La guerra no había terminado.
Nunca lo había hecho. No desde que habían asesinado a su hermano. Quién sabe si desde que el maldito Rey Loco había quemado a Lord Stark y tratado de asesinar a Robert y Eddard no había sembrado las semillas de aquel conflicto. Él, que había resistido un año en Bastión de Tormentas, que había sangrado frente a Pyke, Desembarco del Rey y Sarsfield. Él, que había luchado hasta la extenuación por pacificar Poniente durante los últimos dos años, estaba cansado.
“¿Cuántos días he conocido de auténtica felicidad?” Stannis Baratheon se sorprendió a si mismo reflexionando.
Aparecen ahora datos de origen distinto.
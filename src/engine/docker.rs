//! Docker engine driven through the `docker` CLI against a local endpoint

use crate::engine::{ContainerEngine, EngineFactory};
use crate::error::{Result, SyncError};
use async_trait::async_trait;
use std::net::IpAddr;
use std::process::Stdio;
use std::time::Duration;
use tokio::process::Command;
use url::{Host, Url};

/// stderr fragments the docker CLI prints when an image or tag is absent
const NOT_FOUND_MARKERS: &[&str] = &[
    "no such image",
    "not found",
    "manifest unknown",
    "does not exist",
    "reference does not exist",
];

#[derive(Debug, Clone)]
pub struct DockerCli {
    binary: String,
    host: String,
    timeout: Duration,
}

impl DockerCli {
    pub fn new(binary: impl Into<String>, host: impl Into<String>, timeout: Duration) -> Self {
        Self {
            binary: binary.into(),
            host: host.into(),
            timeout,
        }
    }

    async fn run(&self, args: &[&str]) -> Result<()> {
        let operation = format!("docker {}", args.join(" "));

        let mut command = Command::new(&self.binary);
        command
            .arg("--host")
            .arg(&self.host)
            .args(args)
            .stdin(Stdio::null())
            .kill_on_drop(true);

        let output = match tokio::time::timeout(self.timeout, command.output()).await {
            Ok(result) => result.map_err(|e| {
                SyncError::Api(format!("Failed to run {}: {}", operation, e))
            })?,
            Err(_) => {
                return Err(SyncError::Transient(format!(
                    "{} timed out after {}s",
                    operation,
                    self.timeout.as_secs()
                )));
            }
        };

        if output.status.success() {
            return Ok(());
        }

        let stderr = String::from_utf8_lossy(&output.stderr);
        Err(classify_failure(&operation, stderr.trim()))
    }
}

/// Map a failed docker invocation onto a failure kind
pub fn classify_failure(operation: &str, stderr: &str) -> SyncError {
    let lowered = stderr.to_lowercase();
    if NOT_FOUND_MARKERS.iter().any(|marker| lowered.contains(marker)) {
        SyncError::NotFound(format!("{}: {}", operation, stderr))
    } else {
        SyncError::Api(format!("{} failed: {}", operation, stderr))
    }
}

#[async_trait]
impl ContainerEngine for DockerCli {
    async fn pull(&self, image: &str) -> Result<()> {
        self.run(&["pull", "--quiet", image]).await
    }

    async fn tag(&self, source: &str, target: &str) -> Result<()> {
        self.run(&["tag", source, target]).await
    }

    async fn push(&self, image: &str) -> Result<()> {
        self.run(&["push", "--quiet", image]).await
    }

    async fn remove_image(&self, image: &str) -> Result<()> {
        self.run(&["image", "rm", image]).await
    }
}

/// Hands every worker its own [`DockerCli`] bound to the same local endpoint
#[derive(Debug, Clone)]
pub struct DockerCliFactory {
    binary: String,
    host: String,
    timeout: Duration,
}

impl DockerCliFactory {
    pub fn new(binary: impl Into<String>, host: impl Into<String>, timeout: Duration) -> Result<Self> {
        let host = host.into();
        if !is_local_endpoint(&host) {
            return Err(SyncError::Config(format!(
                "Docker host must be a local endpoint, got {}",
                host
            )));
        }
        Ok(Self {
            binary: binary.into(),
            host,
            timeout,
        })
    }
}

/// Unix sockets, named pipes, and `tcp://` on a loopback address
fn is_local_endpoint(endpoint: &str) -> bool {
    if endpoint.starts_with("unix://") || endpoint.starts_with("npipe://") {
        return true;
    }
    if !endpoint.starts_with("tcp://") {
        return false;
    }

    // tcp is not a special scheme, so IPv4 and names both come back as Domain
    match Url::parse(endpoint).ok().as_ref().and_then(Url::host) {
        Some(Host::Domain(name)) => match name.parse::<IpAddr>() {
            Ok(ip) => ip.is_loopback(),
            Err(_) => name.eq_ignore_ascii_case("localhost"),
        },
        Some(Host::Ipv4(ip)) => ip.is_loopback(),
        Some(Host::Ipv6(ip)) => ip.is_loopback(),
        None => false,
    }
}

impl EngineFactory for DockerCliFactory {
    fn connect(&self) -> Result<Box<dyn ContainerEngine>> {
        Ok(Box::new(DockerCli::new(
            self.binary.clone(),
            self.host.clone(),
            self.timeout,
        )))
    }
}
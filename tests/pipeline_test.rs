mod common;

use common::{DESTINATION_HOST, FakeEngineFactory, FakeRegistry, SOURCE_HOST, test_config};
use registry_sync::engine::EngineFactory;
use registry_sync::registry::RegistryApi;
use registry_sync::sync::SyncPipeline;
use registry_sync::{ErrorKind, Logger, RunMode, SyncConfig, SyncError};
use std::sync::Arc;

fn scenario_source() -> FakeRegistry {
    FakeRegistry::new(SOURCE_HOST)
        .with_image("app", "v1", &["sha256:app-base"])
        .with_image("app", "v2", &["sha256:app-base", "sha256:app-v2"])
        .with_missing_manifest("lib", "v3")
}

fn scenario_destination() -> FakeRegistry {
    FakeRegistry::new(DESTINATION_HOST)
        .with_image("app", "v1", &["sha256:app-base"])
        .with_image("old", "v0", &["sha256:old"])
}

fn pipeline(
    config: SyncConfig,
    source: &Arc<FakeRegistry>,
    destination: &Arc<FakeRegistry>,
    engines: &FakeEngineFactory,
) -> SyncPipeline {
    let source: Arc<dyn RegistryApi> = source.clone();
    let destination: Arc<dyn RegistryApi> = destination.clone();
    let engines: Arc<dyn EngineFactory> = Arc::new(engines.clone());
    SyncPipeline::new(config, source, destination, engines, Logger::new_quiet())
}

#[tokio::test]
async fn test_only_missing_valid_images_are_synced() {
    let source = Arc::new(scenario_source());
    let destination = Arc::new(scenario_destination());
    let engines = FakeEngineFactory::new();

    let summary = pipeline(test_config().with_concurrency(2), &source, &destination, &engines)
        .run()
        .await
        .unwrap();

    assert_eq!(summary.candidates, 2);
    assert_eq!(summary.validated_good, 1);
    assert_eq!(summary.validated_bad, 1);
    assert_eq!(summary.synced, 1);
    assert_eq!(summary.sync_failed, 0);
    assert_eq!(
        engines.calls(),
        vec![
            "pull src.example.com/app:v2",
            "tag src.example.com/app:v2 dst.example.com/app:v2",
            "push dst.example.com/app:v2",
            "rm dst.example.com/app:v2",
            "rm src.example.com/app:v2",
        ]
    );
    assert!(destination.deleted().is_empty());
}

#[tokio::test]
async fn test_second_run_has_no_candidates() {
    let source = Arc::new(scenario_source());
    let destination = Arc::new(scenario_destination());
    let engines = FakeEngineFactory::pushing_to(Arc::clone(&destination));

    let first = pipeline(test_config(), &source, &destination, &engines)
        .run()
        .await
        .unwrap();
    assert_eq!(first.synced, 1);
    assert!(destination.contains("app", "v2"));

    // lib:v3 never validates, so only a fixed source gives an empty diff
    let fixed_source = Arc::new(
        FakeRegistry::new(SOURCE_HOST)
            .with_image("app", "v1", &["sha256:app-base"])
            .with_image("app", "v2", &["sha256:app-base", "sha256:app-v2"]),
    );
    let engines = FakeEngineFactory::pushing_to(Arc::clone(&destination));
    let second = pipeline(test_config(), &fixed_source, &destination, &engines)
        .run()
        .await
        .unwrap();
    assert_eq!(second.candidates, 0);
    assert!(engines.calls().is_empty());
}

#[tokio::test]
async fn test_dry_run_validates_without_transfer() {
    let source = Arc::new(scenario_source());
    let destination = Arc::new(scenario_destination());
    let engines = FakeEngineFactory::new();

    let config = test_config().with_dry_run(true).with_print_list(true);
    let summary = pipeline(config, &source, &destination, &engines)
        .run()
        .await
        .unwrap();

    assert_eq!(summary.validated_good, 1);
    assert_eq!(summary.synced, 0);
    assert!(engines.calls().is_empty());
    assert_eq!(engines.connects(), 0);
}

#[tokio::test]
async fn test_no_diff_offers_every_source_image() {
    let source = Arc::new(scenario_source());
    let destination = Arc::new(
        FakeRegistry::new(DESTINATION_HOST).with_catalog_error(SyncError::Api("unreachable".into())),
    );
    let engines = FakeEngineFactory::new();

    let config = test_config().with_mode(RunMode::Sync { no_diff: true });
    let summary = pipeline(config, &source, &destination, &engines)
        .run()
        .await
        .unwrap();

    assert_eq!(summary.candidates, 3);
    assert_eq!(summary.validated_good, 2);
    assert_eq!(summary.synced, 2);
}

#[tokio::test]
async fn test_catalog_failure_is_fatal() {
    let source = Arc::new(
        FakeRegistry::new(SOURCE_HOST).with_catalog_error(SyncError::Transient("connection reset".into())),
    );
    let destination = Arc::new(scenario_destination());
    let engines = FakeEngineFactory::new();

    let err = pipeline(test_config(), &source, &destination, &engines)
        .run()
        .await
        .unwrap_err();

    assert_eq!(err.kind(), ErrorKind::FatalPrecondition);
    assert_eq!(err.exit_code(), 1);
    assert!(engines.calls().is_empty());
}

#[tokio::test]
async fn test_invalid_config_is_rejected_before_any_request() {
    let source = Arc::new(scenario_source());
    let destination = Arc::new(scenario_destination());
    let engines = FakeEngineFactory::new();

    let err = pipeline(test_config().with_concurrency(0), &source, &destination, &engines)
        .run()
        .await
        .unwrap_err();

    assert_eq!(err.kind(), ErrorKind::Config);
    assert!(source.manifest_fetches.lock().unwrap().is_empty());
}

#[tokio::test]
async fn test_purge_dry_run_only_lists() {
    let source = Arc::new(scenario_source());
    let destination = Arc::new(scenario_destination());
    let engines = FakeEngineFactory::new();

    let config = test_config().with_mode(RunMode::Purge).with_dry_run(true);
    let summary = pipeline(config, &source, &destination, &engines)
        .run()
        .await
        .unwrap();

    assert!(summary.purge_mode);
    assert_eq!(summary.purge_candidates, 1);
    assert_eq!(summary.purged, 0);
    assert!(destination.deleted().is_empty());
    assert!(destination.contains("old", "v0"));
}

#[tokio::test]
async fn test_purge_deletes_by_digest_and_never_syncs() {
    let source = Arc::new(scenario_source());
    let destination = Arc::new(scenario_destination());
    let engines = FakeEngineFactory::new();

    let config = test_config().with_mode(RunMode::Purge).with_concurrency(3);
    let summary = pipeline(config, &source, &destination, &engines)
        .run()
        .await
        .unwrap();

    assert_eq!(summary.purge_candidates, 1);
    assert_eq!(summary.purged, 1);
    assert_eq!(summary.purge_failed, 0);
    assert_eq!(
        destination.deleted(),
        vec![("old".to_string(), "sha256:manifest-old-v0".to_string())]
    );
    assert!(destination.contains("app", "v1"));

    assert!(engines.calls().is_empty());
    assert_eq!(engines.connects(), 0);
    assert!(source.manifest_fetches.lock().unwrap().is_empty());
    assert_eq!(summary.synced, 0);
}
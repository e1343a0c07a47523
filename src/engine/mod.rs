//! Container engine capability
//!
//! The sync stage moves images through a local container engine. Each sync
//! worker obtains its own [`ContainerEngine`] handle from an
//! [`EngineFactory`]; handles are never shared between workers.

pub mod docker;

pub use docker::{DockerCli, DockerCliFactory};

use crate::error::Result;
use async_trait::async_trait;

/// Operations the sync stage needs from a container engine.
///
/// Failures are `NotFound` when the image does not exist, `Transient` when
/// the call timed out and `Api` otherwise.
#[async_trait]
pub trait ContainerEngine: Send + Sync {
    async fn pull(&self, image: &str) -> Result<()>;

    async fn tag(&self, source: &str, target: &str) -> Result<()>;

    async fn push(&self, image: &str) -> Result<()>;

    async fn remove_image(&self, image: &str) -> Result<()>;
}

pub trait EngineFactory: Send + Sync {
    fn connect(&self) -> Result<Box<dyn ContainerEngine>>;
}
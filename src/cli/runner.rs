//! Wires parsed arguments to registry clients, the engine and the pipeline

use crate::cli::args::Args;
use crate::config::{RegistryEndpoint, SyncConfig};
use crate::engine::DockerCliFactory;
use crate::error::Result;
use crate::logging::Logger;
use crate::registry::RegistryClient;
use crate::sync::{RunSummary, SyncPipeline};
use std::sync::Arc;

pub struct Runner {
    config: SyncConfig,
    output: Logger,
}

impl Runner {
    pub fn new(args: Args) -> Result<Self> {
        let output = if args.quiet {
            Logger::new_quiet()
        } else {
            Logger::new(args.verbose)
        };
        let config = args.into_config()?;

        Ok(Self { config, output })
    }

    pub fn output(&self) -> &Logger {
        &self.output
    }

    pub async fn run(&self) -> Result<RunSummary> {
        let source = self.create_registry_client(&self.config.source)?;
        let destination = self.create_registry_client(&self.config.destination)?;

        let engines = DockerCliFactory::new(
            self.config.docker_bin.clone(),
            self.config.docker_host.clone(),
            self.config.request_timeout,
        )?;
        self.output.verbose(&format!(
            "Container engine: {} at {}",
            self.config.docker_bin, self.config.docker_host
        ));

        let pipeline = SyncPipeline::new(
            self.config.clone(),
            Arc::new(source),
            Arc::new(destination),
            Arc::new(engines),
            self.output.clone(),
        );
        pipeline.run().await
    }

    fn create_registry_client(&self, endpoint: &RegistryEndpoint) -> Result<RegistryClient> {
        self.output
            .verbose(&format!("Registry client for {}", endpoint.base_url));
        if self.config.skip_tls {
            self.output.warning(&format!(
                "TLS certificate verification disabled for {}",
                endpoint
            ));
        }

        RegistryClient::builder(endpoint.clone())
            .with_timeout(self.config.request_timeout)
            .with_skip_tls(self.config.skip_tls)
            .with_output(self.output.clone())
            .build()
    }
}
Su felicidad nunca le había importado. Era una cuestión secundaria frente a su deber y su honor. Había rechinado los dientes cuando le habían concedido Rocadragón. Había seguido a Robert a una guerra loca y sentido las garras frías del hambre, y había parlamentado hasta con su mayor enemigo para mantener a salvo el Reino…¿pero qué quedaba de Stannis, el hombre? No Stannis I, de la Casa Baratheon, poseedor de un Trono en el que no se había sentado más de una semana desde que lo había conquistado.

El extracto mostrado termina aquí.